DATA UNDER STUDY:
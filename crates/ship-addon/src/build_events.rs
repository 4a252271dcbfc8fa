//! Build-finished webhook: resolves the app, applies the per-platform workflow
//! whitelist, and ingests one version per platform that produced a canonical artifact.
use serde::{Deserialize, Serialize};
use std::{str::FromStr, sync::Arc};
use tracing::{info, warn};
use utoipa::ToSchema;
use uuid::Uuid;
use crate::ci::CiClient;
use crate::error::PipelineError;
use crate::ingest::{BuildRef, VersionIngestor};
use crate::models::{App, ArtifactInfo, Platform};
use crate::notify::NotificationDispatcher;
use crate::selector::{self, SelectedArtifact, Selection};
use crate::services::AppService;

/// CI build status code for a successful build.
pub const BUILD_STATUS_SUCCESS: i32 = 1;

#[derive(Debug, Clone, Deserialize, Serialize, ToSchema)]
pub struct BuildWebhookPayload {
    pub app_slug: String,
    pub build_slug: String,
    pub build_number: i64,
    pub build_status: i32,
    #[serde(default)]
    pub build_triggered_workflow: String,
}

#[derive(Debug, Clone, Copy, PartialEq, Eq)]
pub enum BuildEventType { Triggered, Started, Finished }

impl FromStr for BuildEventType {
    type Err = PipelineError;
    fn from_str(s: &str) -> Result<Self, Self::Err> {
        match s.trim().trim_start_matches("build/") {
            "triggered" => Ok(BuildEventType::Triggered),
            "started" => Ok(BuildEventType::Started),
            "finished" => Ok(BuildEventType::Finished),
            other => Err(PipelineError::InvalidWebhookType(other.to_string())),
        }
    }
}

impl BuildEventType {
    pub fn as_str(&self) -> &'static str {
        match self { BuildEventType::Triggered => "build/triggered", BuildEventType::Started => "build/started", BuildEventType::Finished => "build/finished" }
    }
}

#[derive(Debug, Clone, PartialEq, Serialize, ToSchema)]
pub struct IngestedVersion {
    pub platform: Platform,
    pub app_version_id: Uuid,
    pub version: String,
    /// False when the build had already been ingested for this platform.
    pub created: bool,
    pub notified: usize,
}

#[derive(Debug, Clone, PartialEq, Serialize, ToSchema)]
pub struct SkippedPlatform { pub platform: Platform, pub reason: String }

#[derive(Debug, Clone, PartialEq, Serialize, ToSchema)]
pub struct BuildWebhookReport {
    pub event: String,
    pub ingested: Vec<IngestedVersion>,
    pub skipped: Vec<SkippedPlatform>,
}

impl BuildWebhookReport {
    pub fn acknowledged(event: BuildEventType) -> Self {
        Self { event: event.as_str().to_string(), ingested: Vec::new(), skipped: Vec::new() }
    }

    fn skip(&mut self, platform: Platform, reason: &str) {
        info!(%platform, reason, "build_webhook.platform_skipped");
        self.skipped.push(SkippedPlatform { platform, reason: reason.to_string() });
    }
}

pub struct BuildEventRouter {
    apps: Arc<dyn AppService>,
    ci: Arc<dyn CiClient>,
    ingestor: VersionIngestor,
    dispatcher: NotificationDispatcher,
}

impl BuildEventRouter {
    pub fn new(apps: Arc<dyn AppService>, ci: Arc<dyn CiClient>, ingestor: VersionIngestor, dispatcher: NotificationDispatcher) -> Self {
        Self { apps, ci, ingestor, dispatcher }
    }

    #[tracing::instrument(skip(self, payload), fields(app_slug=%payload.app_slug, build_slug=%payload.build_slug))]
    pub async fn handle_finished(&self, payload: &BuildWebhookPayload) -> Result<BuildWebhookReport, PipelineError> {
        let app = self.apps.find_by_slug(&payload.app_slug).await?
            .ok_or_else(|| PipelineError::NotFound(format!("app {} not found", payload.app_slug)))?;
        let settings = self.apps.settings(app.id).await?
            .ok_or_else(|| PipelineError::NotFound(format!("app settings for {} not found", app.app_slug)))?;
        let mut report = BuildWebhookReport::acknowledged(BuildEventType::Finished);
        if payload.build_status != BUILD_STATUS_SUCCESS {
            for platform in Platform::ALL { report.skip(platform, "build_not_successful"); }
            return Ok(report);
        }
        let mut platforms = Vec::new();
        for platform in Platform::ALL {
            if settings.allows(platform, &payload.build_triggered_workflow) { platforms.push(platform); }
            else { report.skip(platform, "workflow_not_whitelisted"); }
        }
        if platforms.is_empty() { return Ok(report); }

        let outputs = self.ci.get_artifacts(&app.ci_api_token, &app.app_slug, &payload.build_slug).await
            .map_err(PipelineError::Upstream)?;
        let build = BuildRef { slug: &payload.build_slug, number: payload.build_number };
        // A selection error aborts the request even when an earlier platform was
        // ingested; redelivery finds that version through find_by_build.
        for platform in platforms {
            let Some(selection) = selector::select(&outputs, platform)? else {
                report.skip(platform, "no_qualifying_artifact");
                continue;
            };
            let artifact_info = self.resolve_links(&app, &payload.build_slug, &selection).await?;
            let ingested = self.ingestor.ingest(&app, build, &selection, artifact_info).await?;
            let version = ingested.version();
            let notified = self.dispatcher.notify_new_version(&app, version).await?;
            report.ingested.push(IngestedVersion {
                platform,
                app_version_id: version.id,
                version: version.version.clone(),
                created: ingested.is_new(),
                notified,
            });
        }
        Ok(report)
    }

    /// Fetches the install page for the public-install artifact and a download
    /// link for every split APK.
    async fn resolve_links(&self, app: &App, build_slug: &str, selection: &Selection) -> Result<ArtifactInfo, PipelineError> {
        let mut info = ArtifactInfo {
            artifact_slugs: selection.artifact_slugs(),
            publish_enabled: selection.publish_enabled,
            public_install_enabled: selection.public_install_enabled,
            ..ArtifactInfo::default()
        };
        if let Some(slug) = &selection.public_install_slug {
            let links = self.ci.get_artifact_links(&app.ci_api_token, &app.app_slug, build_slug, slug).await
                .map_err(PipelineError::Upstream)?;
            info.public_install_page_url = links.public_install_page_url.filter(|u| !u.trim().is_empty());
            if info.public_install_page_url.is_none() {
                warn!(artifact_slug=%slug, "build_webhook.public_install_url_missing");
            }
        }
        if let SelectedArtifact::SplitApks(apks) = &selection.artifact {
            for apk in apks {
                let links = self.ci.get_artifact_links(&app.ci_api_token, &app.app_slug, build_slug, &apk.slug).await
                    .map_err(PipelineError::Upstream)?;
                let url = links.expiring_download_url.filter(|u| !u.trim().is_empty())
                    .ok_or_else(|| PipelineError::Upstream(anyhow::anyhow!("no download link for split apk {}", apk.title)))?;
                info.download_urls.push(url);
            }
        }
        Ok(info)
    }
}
==
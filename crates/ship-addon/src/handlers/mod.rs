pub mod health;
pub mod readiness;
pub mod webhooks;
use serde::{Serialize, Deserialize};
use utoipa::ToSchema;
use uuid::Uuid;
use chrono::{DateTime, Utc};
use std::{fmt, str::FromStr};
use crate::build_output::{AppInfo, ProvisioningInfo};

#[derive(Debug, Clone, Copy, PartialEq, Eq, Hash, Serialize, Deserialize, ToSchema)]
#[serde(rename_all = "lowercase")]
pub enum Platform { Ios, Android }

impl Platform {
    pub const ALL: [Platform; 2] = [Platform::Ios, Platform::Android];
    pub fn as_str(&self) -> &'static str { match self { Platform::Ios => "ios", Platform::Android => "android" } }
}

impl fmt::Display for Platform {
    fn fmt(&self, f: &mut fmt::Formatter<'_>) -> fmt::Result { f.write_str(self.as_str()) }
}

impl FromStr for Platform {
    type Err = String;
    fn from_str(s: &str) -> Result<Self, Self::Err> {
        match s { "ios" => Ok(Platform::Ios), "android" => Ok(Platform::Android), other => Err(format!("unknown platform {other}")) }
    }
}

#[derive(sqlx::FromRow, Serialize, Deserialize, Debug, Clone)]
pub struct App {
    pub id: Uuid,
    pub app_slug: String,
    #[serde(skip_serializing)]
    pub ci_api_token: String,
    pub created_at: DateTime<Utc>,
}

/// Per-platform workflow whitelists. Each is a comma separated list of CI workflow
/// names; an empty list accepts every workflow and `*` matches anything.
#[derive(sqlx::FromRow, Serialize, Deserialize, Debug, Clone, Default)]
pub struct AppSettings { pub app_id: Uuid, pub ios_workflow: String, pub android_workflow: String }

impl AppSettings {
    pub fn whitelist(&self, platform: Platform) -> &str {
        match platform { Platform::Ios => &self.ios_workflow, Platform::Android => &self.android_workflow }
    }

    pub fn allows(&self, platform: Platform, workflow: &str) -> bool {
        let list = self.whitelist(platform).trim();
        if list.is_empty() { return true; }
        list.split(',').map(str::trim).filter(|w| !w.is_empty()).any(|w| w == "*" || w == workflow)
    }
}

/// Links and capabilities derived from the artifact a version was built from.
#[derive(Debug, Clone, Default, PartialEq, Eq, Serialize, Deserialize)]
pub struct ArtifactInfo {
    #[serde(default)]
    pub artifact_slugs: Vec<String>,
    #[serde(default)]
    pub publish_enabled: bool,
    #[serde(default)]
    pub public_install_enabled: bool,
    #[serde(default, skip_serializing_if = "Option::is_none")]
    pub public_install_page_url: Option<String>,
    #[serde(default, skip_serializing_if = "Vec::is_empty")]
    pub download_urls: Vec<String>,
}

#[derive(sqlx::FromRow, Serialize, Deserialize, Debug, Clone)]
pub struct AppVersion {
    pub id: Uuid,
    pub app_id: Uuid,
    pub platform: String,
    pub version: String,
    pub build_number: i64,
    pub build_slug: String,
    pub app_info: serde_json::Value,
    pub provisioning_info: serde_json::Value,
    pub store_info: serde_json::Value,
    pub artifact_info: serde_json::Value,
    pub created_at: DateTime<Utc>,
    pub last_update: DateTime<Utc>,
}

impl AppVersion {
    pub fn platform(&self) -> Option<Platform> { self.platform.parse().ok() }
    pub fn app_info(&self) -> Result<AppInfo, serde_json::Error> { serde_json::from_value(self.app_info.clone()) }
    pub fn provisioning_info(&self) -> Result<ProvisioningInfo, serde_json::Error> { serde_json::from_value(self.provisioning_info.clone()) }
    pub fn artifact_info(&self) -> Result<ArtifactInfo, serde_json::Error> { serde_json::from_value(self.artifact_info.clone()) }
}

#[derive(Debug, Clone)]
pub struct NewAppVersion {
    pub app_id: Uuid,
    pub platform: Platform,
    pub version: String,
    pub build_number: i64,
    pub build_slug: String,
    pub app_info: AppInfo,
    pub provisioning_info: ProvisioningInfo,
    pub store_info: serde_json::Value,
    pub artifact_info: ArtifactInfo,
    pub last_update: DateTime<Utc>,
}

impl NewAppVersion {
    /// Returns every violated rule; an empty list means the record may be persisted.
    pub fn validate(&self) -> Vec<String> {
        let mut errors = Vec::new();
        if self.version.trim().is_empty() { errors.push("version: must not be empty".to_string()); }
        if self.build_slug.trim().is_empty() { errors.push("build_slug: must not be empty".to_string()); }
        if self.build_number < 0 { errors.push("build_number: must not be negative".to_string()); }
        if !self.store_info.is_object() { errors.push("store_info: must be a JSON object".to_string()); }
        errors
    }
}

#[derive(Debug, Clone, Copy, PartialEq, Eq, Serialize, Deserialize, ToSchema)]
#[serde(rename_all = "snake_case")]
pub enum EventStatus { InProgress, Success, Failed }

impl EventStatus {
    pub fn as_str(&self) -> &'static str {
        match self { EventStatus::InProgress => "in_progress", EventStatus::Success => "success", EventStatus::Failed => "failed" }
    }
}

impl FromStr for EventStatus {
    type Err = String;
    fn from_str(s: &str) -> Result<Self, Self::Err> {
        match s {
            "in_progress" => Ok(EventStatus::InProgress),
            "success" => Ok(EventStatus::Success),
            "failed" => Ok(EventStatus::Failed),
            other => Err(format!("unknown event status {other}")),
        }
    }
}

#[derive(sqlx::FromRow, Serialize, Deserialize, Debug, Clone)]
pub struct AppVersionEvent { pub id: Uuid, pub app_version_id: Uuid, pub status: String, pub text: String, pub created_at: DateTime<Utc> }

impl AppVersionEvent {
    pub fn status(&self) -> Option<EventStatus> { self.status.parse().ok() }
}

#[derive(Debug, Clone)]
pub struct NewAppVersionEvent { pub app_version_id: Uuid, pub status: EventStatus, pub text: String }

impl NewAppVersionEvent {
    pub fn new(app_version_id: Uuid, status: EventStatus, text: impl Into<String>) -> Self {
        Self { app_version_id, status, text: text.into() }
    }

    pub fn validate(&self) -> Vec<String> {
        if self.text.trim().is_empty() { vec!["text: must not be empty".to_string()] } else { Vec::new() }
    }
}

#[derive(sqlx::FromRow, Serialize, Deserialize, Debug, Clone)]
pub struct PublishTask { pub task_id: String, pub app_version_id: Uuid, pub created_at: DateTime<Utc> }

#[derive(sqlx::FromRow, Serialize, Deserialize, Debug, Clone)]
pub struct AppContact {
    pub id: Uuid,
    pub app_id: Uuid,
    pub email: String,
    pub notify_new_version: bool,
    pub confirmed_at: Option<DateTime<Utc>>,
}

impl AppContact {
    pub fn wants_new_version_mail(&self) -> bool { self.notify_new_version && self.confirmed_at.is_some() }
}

EXERCISE DIRECTIONS:
In the entries above, how many lines include the word "acknowledged"? Only the number should be given.

TASK ANSWER:
2